Records:
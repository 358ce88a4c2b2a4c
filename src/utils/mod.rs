//! Common utilities and helpers

use std::time::Duration;

pub mod logging;
pub mod path;
pub mod time;

/// Display helpers
pub struct Utils;

impl Utils {
    /// Format a wall-clock duration, e.g. `1h 02m 03s` or `4m 05s`
    pub fn format_duration(duration: Duration) -> String {
        let total_seconds = duration.as_secs();
        let hours = total_seconds / 3600;
        let minutes = (total_seconds % 3600) / 60;
        let seconds = total_seconds % 60;

        if hours > 0 {
            format!("{}h {:02}m {:02}s", hours, minutes, seconds)
        } else if minutes > 0 {
            format!("{}m {:02}s", minutes, seconds)
        } else {
            format!("{}.{:03}s", seconds, duration.subsec_millis())
        }
    }

    /// Format file size for display
    pub fn format_file_size(size: u64) -> String {
        const UNITS: &[&str] = &["B", "KB", "MB", "GB", "TB"];
        let mut size = size as f64;
        let mut unit_index = 0;

        while size >= 1024.0 && unit_index < UNITS.len() - 1 {
            size /= 1024.0;
            unit_index += 1;
        }

        if unit_index == 0 {
            format!("{} {}", size as u64, UNITS[unit_index])
        } else {
            format!("{:.2} {}", size, UNITS[unit_index])
        }
    }
}
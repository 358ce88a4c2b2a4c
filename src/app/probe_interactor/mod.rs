// Probe interactor - Probes every scanned clip through the cache, concurrently

use std::path::PathBuf;
use std::sync::Arc;
use tracing::{info, warn};

use crate::cache::{ProbeCache, ProbeOptions};
use crate::domain::index::ClipIndex;
use crate::domain::model::MediaProbe;
use crate::engine::batch::{BatchOptions, BatchProgress, BatchRunner};
use crate::error::{ConsolidatorError, ConsolidatorResult};
use crate::ports::FsPort;

/// Probe phase configuration
#[derive(Debug, Clone)]
pub struct ProbeRequest {
    pub concurrency: usize,
    pub halt_on_error: bool,
    pub retry: bool,
}

/// Probe phase outcome
#[derive(Debug, Clone, Copy, PartialEq, Eq)]
pub struct ProbeSummary {
    pub probed: usize,
    pub unreadable: usize,
}

/// Interactor for the probe phase
pub struct ProbeInteractor {
    cache: Arc<ProbeCache>,
    fs_port: Arc<dyn FsPort>,
}

impl ProbeInteractor {
    pub fn new(cache: Arc<ProbeCache>, fs_port: Arc<dyn FsPort>) -> Self {
        Self { cache, fs_port }
    }

    /// Stat and probe every clip in `index`, recording each outcome on its clip.
    ///
    /// Per-file failures only mark the clip unreadable unless `halt_on_error` is set.
    pub async fn execute(
        &self,
        index: &mut ClipIndex,
        request: &ProbeRequest,
        progress: &BatchProgress,
    ) -> ConsolidatorResult<ProbeSummary> {
        let paths: Vec<PathBuf> = index.flat().iter().map(|clip| clip.path.clone()).collect();
        info!("Probing {} files", paths.len());

        let runner = BatchRunner::new(BatchOptions {
            concurrency: request.concurrency,
            halt_on_error: request.halt_on_error,
            label: "Probing".to_string(),
        });
        let cache = Arc::clone(&self.cache);
        let fs_port = Arc::clone(&self.fs_port);
        let options = ProbeOptions {
            retry: request.retry,
        };

        let outcome = runner
            .run_all(
                paths,
                move |path| {
                    let cache = Arc::clone(&cache);
                    let fs_port = Arc::clone(&fs_port);
                    async move { probe_one(&cache, fs_port.as_ref(), path, options).await }
                },
                progress,
            )
            .await?;

        for (position, result) in outcome.results.into_iter().enumerate() {
            if let Some(probe) = result {
                index.set_probe_outcome(position, Ok(probe));
            }
        }
        for failure in outcome.errors {
            if failure.error.is_fatal() {
                return Err(failure.error);
            }
            let message = match failure.error {
                ConsolidatorError::ProbeError { message, .. } => message,
                other => other.to_string(),
            };
            index.set_probe_outcome(failure.index, Err(message));
        }

        let summary = ProbeSummary {
            probed: index.len(),
            unreadable: index.unreadable_count(),
        };
        if summary.unreadable > 0 {
            warn!(
                unreadable = summary.unreadable,
                "{} unreadable/corrupt files",
                summary.unreadable
            );
        } else {
            info!("All {} files readable", summary.probed);
        }
        Ok(summary)
    }
}

async fn probe_one(
    cache: &ProbeCache,
    fs_port: &dyn FsPort,
    path: PathBuf,
    options: ProbeOptions,
) -> ConsolidatorResult<MediaProbe> {
    // A file that vanished since the scan is unreadable, not fatal
    cache
        .stat(&path, fs_port)
        .await
        .map_err(|e| ConsolidatorError::ProbeError {
            path: path.display().to_string(),
            message: e.to_string(),
        })?;
    cache.probe(&path, options).await
}
use std::sync::Arc;

use crate::adapters::{FFprobeAdapter, FfmpegAdapter, JsonFileStore, TokioFsAdapter};
use crate::app::{
    clean_interactor::CleanInteractor, consolidate_interactor::ConsolidateInteractor,
    scan_interactor::ScanInteractor,
};
use crate::engine::progress::ProgressSink;
use crate::ports::{FsPort, ProbePort, RenderPort, StorePort};

pub trait AppContainer: Send + Sync {
    fn scan_interactor(&self) -> Arc<ScanInteractor>;
    fn consolidate_interactor(&self) -> Arc<ConsolidateInteractor>;
    fn clean_interactor(&self) -> Arc<CleanInteractor>;
}

pub struct DefaultAppContainer {
    scan_interactor: Arc<ScanInteractor>,
    consolidate_interactor: Arc<ConsolidateInteractor>,
    clean_interactor: Arc<CleanInteractor>,
}

impl DefaultAppContainer {
    /// Wire the ffprobe/ffmpeg, tokio filesystem and JSON store adapters
    pub fn new(sink: ProgressSink) -> Self {
        Self::with_ports(
            Arc::new(TokioFsAdapter::new()),
            Arc::new(JsonFileStore::new()),
            Arc::new(FFprobeAdapter::new()),
            Arc::new(FfmpegAdapter::new()),
            sink,
        )
    }

    /// Wire arbitrary port implementations
    pub fn with_ports(
        fs_port: Arc<dyn FsPort>,
        store: Arc<dyn StorePort>,
        probe_port: Arc<dyn ProbePort>,
        render_port: Arc<dyn RenderPort>,
        sink: ProgressSink,
    ) -> Self {
        let scan_interactor = Arc::new(ScanInteractor::new(Arc::clone(&fs_port)));

        let consolidate_interactor = Arc::new(ConsolidateInteractor::new(
            Arc::clone(&fs_port),
            Arc::clone(&store),
            Arc::clone(&probe_port),
            Arc::clone(&render_port),
            sink,
        ));

        let clean_interactor = Arc::new(CleanInteractor::new(
            Arc::clone(&fs_port),
            Arc::clone(&store),
            Arc::clone(&probe_port),
        ));

        Self {
            scan_interactor,
            consolidate_interactor,
            clean_interactor,
        }
    }
}

impl AppContainer for DefaultAppContainer {
    fn scan_interactor(&self) -> Arc<ScanInteractor> {
        Arc::clone(&self.scan_interactor)
    }

    fn consolidate_interactor(&self) -> Arc<ConsolidateInteractor> {
        Arc::clone(&self.consolidate_interactor)
    }

    fn clean_interactor(&self) -> Arc<CleanInteractor> {
        Arc::clone(&self.clean_interactor)
    }
}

Requirement:
From the data above, copy each line that holds "ConsolidatorResult".

The answer:
use crate::error::{ConsolidatorError, ConsolidatorResult};
    ) -> ConsolidatorResult<ProbeSummary> {
) -> ConsolidatorResult<MediaProbe> {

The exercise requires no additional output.